**EXERCISE REQUIREMENTS**. The response should consist of the data reproduced word for word.

Source data:
__________________________________________________

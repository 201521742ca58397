use super::*;

const BASE_API: &str = r#"
{
    "command": ["ls", "-la"],
    "environment": [
        {"name": "VARNAME1", "value": "VARVAL1"},
        {"name": "VARNAME2", "value": "VARVAL2"}
    ],
    "image": "busybox",
    "memory": 512,
    "mountPoints": [
        {"containerPath": "/tmp", "readOnly": false, "sourceVolume": "tmp"}
    ],
    "resourceRequirements": [],
    "ulimits": [
        {"hardLimit": 1024, "name": "nofile", "softLimit": 1024}
    ],
    "vcpus": 1,
    "volumes": [
        {"host": {"sourcePath": "/tmp"}, "name": "tmp"}
    ]
}
"#;

#[test]
fn test_both_empty_are_equivalent() {
    assert!(equivalent("", "").unwrap());
    assert!(equivalent("  \n", "{}").unwrap());
}

#[test]
fn test_identical_documents() {
    assert!(equivalent(BASE_API, BASE_API).unwrap());
}

#[test]
fn test_key_order_is_ignored() {
    let a = r#"{"image": "busybox", "memory": 512, "vcpus": 1}"#;
    let b = r#"{"vcpus": 1, "image": "busybox", "memory": 512}"#;
    assert!(equivalent(a, b).unwrap());
}

#[test]
fn test_empty_resource_requirements_equal_absent() {
    let config = r#"
    {
        "command": ["ls", "-la"],
        "environment": [
            {"name": "VARNAME1", "value": "VARVAL1"},
            {"name": "VARNAME2", "value": "VARVAL2"}
        ],
        "image": "busybox",
        "memory": 512,
        "mountPoints": [
            {"containerPath": "/tmp", "readOnly": false, "sourceVolume": "tmp"}
        ],
        "ulimits": [
            {"hardLimit": 1024, "name": "nofile", "softLimit": 1024}
        ],
        "vcpus": 1,
        "volumes": [
            {"host": {"sourcePath": "/tmp"}, "name": "tmp"}
        ]
    }
    "#;
    assert!(equivalent(config, BASE_API).unwrap());
}

#[test]
fn test_reordered_environment() {
    let api = r#"{"environment": [
        {"name": "VARNAME2", "value": "VARVAL2"},
        {"name": "VARNAME1", "value": "VARVAL1"}
    ]}"#;
    let config = r#"{"environment": [
        {"name": "VARNAME1", "value": "VARVAL1"},
        {"name": "VARNAME2", "value": "VARVAL2"}
    ]}"#;
    assert!(equivalent(config, api).unwrap());
}

#[test]
fn test_environment_is_a_multiset_not_a_set() {
    let twice = r#"{"environment": [{"name": "A", "value": "1"}, {"name": "A", "value": "1"}]}"#;
    let once = r#"{"environment": [{"name": "A", "value": "1"}]}"#;
    assert!(!equivalent(twice, once).unwrap());
}

#[test]
fn test_environment_value_change_is_drift() {
    let a = r#"{"environment": [{"name": "A", "value": "1"}, {"name": "B", "value": "2"}]}"#;
    let b = r#"{"environment": [{"name": "B", "value": "2"}, {"name": "A", "value": "9"}]}"#;
    assert!(!equivalent(a, b).unwrap());
}

#[test]
fn test_reordered_command_is_drift() {
    let api = r#"{"command": ["ls", "-la"]}"#;
    let config = r#"{"command": ["-la", "ls"]}"#;
    assert!(!equivalent(config, api).unwrap());
}

#[test]
fn test_empty_environment_mount_points_ulimits_volumes() {
    let api = r#"
    {
        "image": "example:image",
        "vcpus": 8,
        "memory": 2048,
        "command": ["start.py", "Ref::S3bucket", "Ref::S3key"],
        "jobRoleArn": "arn:aws:iam::123456789012:role/example",
        "volumes": [],
        "environment": [],
        "mountPoints": [],
        "ulimits": [],
        "resourceRequirements": []
    }
    "#;
    let config = r#"
    {
        "command": ["start.py", "Ref::S3bucket", "Ref::S3key"],
        "image": "example:image",
        "memory": 2048,
        "vcpus": 8,
        "jobRoleArn": "arn:aws:iam::123456789012:role/example"
    }
    "#;
    assert!(equivalent(config, api).unwrap());
}

#[test]
fn test_empty_command_and_secrets() {
    let api = r#"
    {
        "image": "123.dkr.ecr.us-east-1.amazonaws.com/my-app",
        "vcpus": 1,
        "memory": 4096,
        "command": [],
        "jobRoleArn": "arn:aws:iam::123:role/role-test",
        "volumes": [],
        "environment": [{"name": "ENVIRONMENT", "value": "test"}],
        "mountPoints": [],
        "ulimits": [],
        "resourceRequirements": [],
        "secrets": []
    }
    "#;
    let config = r#"
    {
        "image": "123.dkr.ecr.us-east-1.amazonaws.com/my-app",
        "memory": 4096,
        "vcpus": 1,
        "jobRoleArn": "arn:aws:iam::123:role/role-test",
        "environment": [{"name": "ENVIRONMENT", "value": "test"}]
    }
    "#;
    assert!(equivalent(config, api).unwrap());
}

#[test]
fn test_nested_empty_object_is_dropped() {
    let a = r#"{"volumes": [{"host": {}, "name": "tmp"}]}"#;
    let b = r#"{"volumes": [{"name": "tmp"}]}"#;
    assert!(equivalent(a, b).unwrap());
}

#[test]
fn test_scalar_difference_is_drift() {
    let a = r#"{"memory": 512}"#;
    let b = r#"{"memory": 1024}"#;
    assert!(!equivalent(a, b).unwrap());
}

#[test]
fn test_malformed_input_is_an_error() {
    let err = equivalent("{\"image\": ", "{}").unwrap_err();
    assert!(matches!(err, Error::Malformed { side: Side::Desired, .. }));

    let err = equivalent("{}", "[1,").unwrap_err();
    assert!(matches!(err, Error::Malformed { side: Side::Remote, .. }));
}

#[test]
fn test_custom_unordered_keys() {
    let comparator = Comparator::new(["privileges", "member_roles"]);
    let a = r#"{"privileges": ["SELECT", "INSERT"], "member_roles": []}"#;
    let b = r#"{"privileges": ["INSERT", "SELECT"]}"#;
    assert!(comparator.equivalent(a, b).unwrap());

    // "environment" is not designated here, so order matters.
    let a = r#"{"environment": ["x", "y"]}"#;
    let b = r#"{"environment": ["y", "x"]}"#;
    assert!(!comparator.equivalent(a, b).unwrap());
}

#[test]
fn test_canonical_ignores_key_order() {
    let a: Value = serde_json::from_str(r#"{"b": 1, "a": [true, null]}"#).unwrap();
    let b: Value = serde_json::from_str(r#"{"a": [true, null], "b": 1}"#).unwrap();
    assert_eq!(canonical(&a), canonical(&b));
}

#[test]
fn test_parse_document_blank_is_empty_object() {
    assert_eq!(parse_document(" \n\t", Side::Desired).unwrap(), serde_json::json!({}));

    let err = parse_document("[1,", Side::Remote).unwrap_err();
    assert!(matches!(err, Error::Malformed { side: Side::Remote, .. }));
}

__________________________________________________

**SOLUTION TO THIS PROBLEM**.
repository 201521742ca58397
use super::*;

const BASE_API: &str = r#"
{
    "command": ["ls", "-la"],
    "environment": [
        {"name": "VARNAME1", "value": "VARVAL1"},
        {"name": "VARNAME2", "value": "VARVAL2"}
    ],
    "image": "busybox",
    "memory": 512,
    "mountPoints": [
        {"containerPath": "/tmp", "readOnly": false, "sourceVolume": "tmp"}
    ],
    "resourceRequirements": [],
    "ulimits": [
        {"hardLimit": 1024, "name": "nofile", "softLimit": 1024}
    ],
    "vcpus": 1,
    "volumes": [
        {"host": {"sourcePath": "/tmp"}, "name": "tmp"}
    ]
}
"#;

#[test]
fn test_both_empty_are_equivalent() {
    assert!(equivalent("", "").unwrap());
    assert!(equivalent("  \n", "{}").unwrap());
}

#[test]
fn test_identical_documents() {
    assert!(equivalent(BASE_API, BASE_API).unwrap());
}

#[test]
fn test_key_order_is_ignored() {
    let a = r#"{"image": "busybox", "memory": 512, "vcpus": 1}"#;
    let b = r#"{"vcpus": 1, "image": "busybox", "memory": 512}"#;
    assert!(equivalent(a, b).unwrap());
}

#[test]
fn test_empty_resource_requirements_equal_absent() {
    let config = r#"
    {
        "command": ["ls", "-la"],
        "environment": [
            {"name": "VARNAME1", "value": "VARVAL1"},
            {"name": "VARNAME2", "value": "VARVAL2"}
        ],
        "image": "busybox",
        "memory": 512,
        "mountPoints": [
            {"containerPath": "/tmp", "readOnly": false, "sourceVolume": "tmp"}
        ],
        "ulimits": [
            {"hardLimit": 1024, "name": "nofile", "softLimit": 1024}
        ],
        "vcpus": 1,
        "volumes": [
            {"host": {"sourcePath": "/tmp"}, "name": "tmp"}
        ]
    }
    "#;
    assert!(equivalent(config, BASE_API).unwrap());
}

#[test]
fn test_reordered_environment() {
    let api = r#"{"environment": [
        {"name": "VARNAME2", "value": "VARVAL2"},
        {"name": "VARNAME1", "value": "VARVAL1"}
    ]}"#;
    let config = r#"{"environment": [
        {"name": "VARNAME1", "value": "VARVAL1"},
        {"name": "VARNAME2", "value": "VARVAL2"}
    ]}"#;
    assert!(equivalent(config, api).unwrap());
}

#[test]
fn test_environment_is_a_multiset_not_a_set() {
    let twice = r#"{"environment": [{"name": "A", "value": "1"}, {"name": "A", "value": "1"}]}"#;
    let once = r#"{"environment": [{"name": "A", "value": "1"}]}"#;
    assert!(!equivalent(twice, once).unwrap());
}

#[test]
fn test_environment_value_change_is_drift() {
    let a = r#"{"environment": [{"name": "A", "value": "1"}, {"name": "B", "value": "2"}]}"#;
    let b = r#"{"environment": [{"name": "B", "value": "2"}, {"name": "A", "value": "9"}]}"#;
    assert!(!equivalent(a, b).unwrap());
}

#[test]
fn test_reordered_command_is_drift() {
    let api = r#"{"command": ["ls", "-la"]}"#;
    let config = r#"{"command": ["-la", "ls"]}"#;
    assert!(!equivalent(config, api).unwrap());
}

#[test]
fn test_empty_environment_mount_points_ulimits_volumes() {
    let api = r#"
    {
        "image": "example:image",
        "vcpus": 8,
        "memory": 2048,
        "command": ["start.py", "Ref::S3bucket", "Ref::S3key"],
        "jobRoleArn": "arn:aws:iam::123456789012:role/example",
        "volumes": [],
        "environment": [],
        "mountPoints": [],
        "ulimits": [],
        "resourceRequirements": []
    }
    "#;
    let config = r#"
    {
        "command": ["start.py", "Ref::S3bucket", "Ref::S3key"],
        "image": "example:image",
        "memory": 2048,
        "vcpus": 8,
        "jobRoleArn": "arn:aws:iam::123456789012:role/example"
    }
    "#;
    assert!(equivalent(config, api).unwrap());
}

#[test]
fn test_empty_command_and_secrets() {
    let api = r#"
    {
        "image": "123.dkr.ecr.us-east-1.amazonaws.com/my-app",
        "vcpus": 1,
        "memory": 4096,
        "command": [],
        "jobRoleArn": "arn:aws:iam::123:role/role-test",
        "volumes": [],
        "environment": [{"name": "ENVIRONMENT", "value": "test"}],
        "mountPoints": [],
        "ulimits": [],
        "resourceRequirements": [],
        "secrets": []
    }
    "#;
    let config = r#"
    {
        "image": "123.dkr.ecr.us-east-1.amazonaws.com/my-app",
        "memory": 4096,
        "vcpus": 1,
        "jobRoleArn": "arn:aws:iam::123:role/role-test",
        "environment": [{"name": "ENVIRONMENT", "value": "test"}]
    }
    "#;
    assert!(equivalent(config, api).unwrap());
}

#[test]
fn test_nested_empty_object_is_dropped() {
    let a = r#"{"volumes": [{"host": {}, "name": "tmp"}]}"#;
    let b = r#"{"volumes": [{"name": "tmp"}]}"#;
    assert!(equivalent(a, b).unwrap());
}

#[test]
fn test_scalar_difference_is_drift() {
    let a = r#"{"memory": 512}"#;
    let b = r#"{"memory": 1024}"#;
    assert!(!equivalent(a, b).unwrap());
}

#[test]
fn test_malformed_input_is_an_error() {
    let err = equivalent("{\"image\": ", "{}").unwrap_err();
    assert!(matches!(err, Error::Malformed { side: Side::Desired, .. }));

    let err = equivalent("{}", "[1,").unwrap_err();
    assert!(matches!(err, Error::Malformed { side: Side::Remote, .. }));
}

#[test]
fn test_custom_unordered_keys() {
    let comparator = Comparator::new(["privileges", "member_roles"]);
    let a = r#"{"privileges": ["SELECT", "INSERT"], "member_roles": []}"#;
    let b = r#"{"privileges": ["INSERT", "SELECT"]}"#;
    assert!(comparator.equivalent(a, b).unwrap());

    // "environment" is not designated here, so order matters.
    let a = r#"{"environment": ["x", "y"]}"#;
    let b = r#"{"environment": ["y", "x"]}"#;
    assert!(!comparator.equivalent(a, b).unwrap());
}

#[test]
fn test_canonical_ignores_key_order() {
    let a: Value = serde_json::from_str(r#"{"b": 1, "a": [true, null]}"#).unwrap();
    let b: Value = serde_json::from_str(r#"{"a": [true, null], "b": 1}"#).unwrap();
    assert_eq!(canonical(&a), canonical(&b));
}

#[test]
fn test_parse_document_blank_is_empty_object() {
    assert_eq!(parse_document(" \n\t", Side::Desired).unwrap(), serde_json::json!({}));

    let err = parse_document("[1,", Side::Remote).unwrap_err();
    assert!(matches!(err, Error::Malformed { side: Side::Remote, .. }));
}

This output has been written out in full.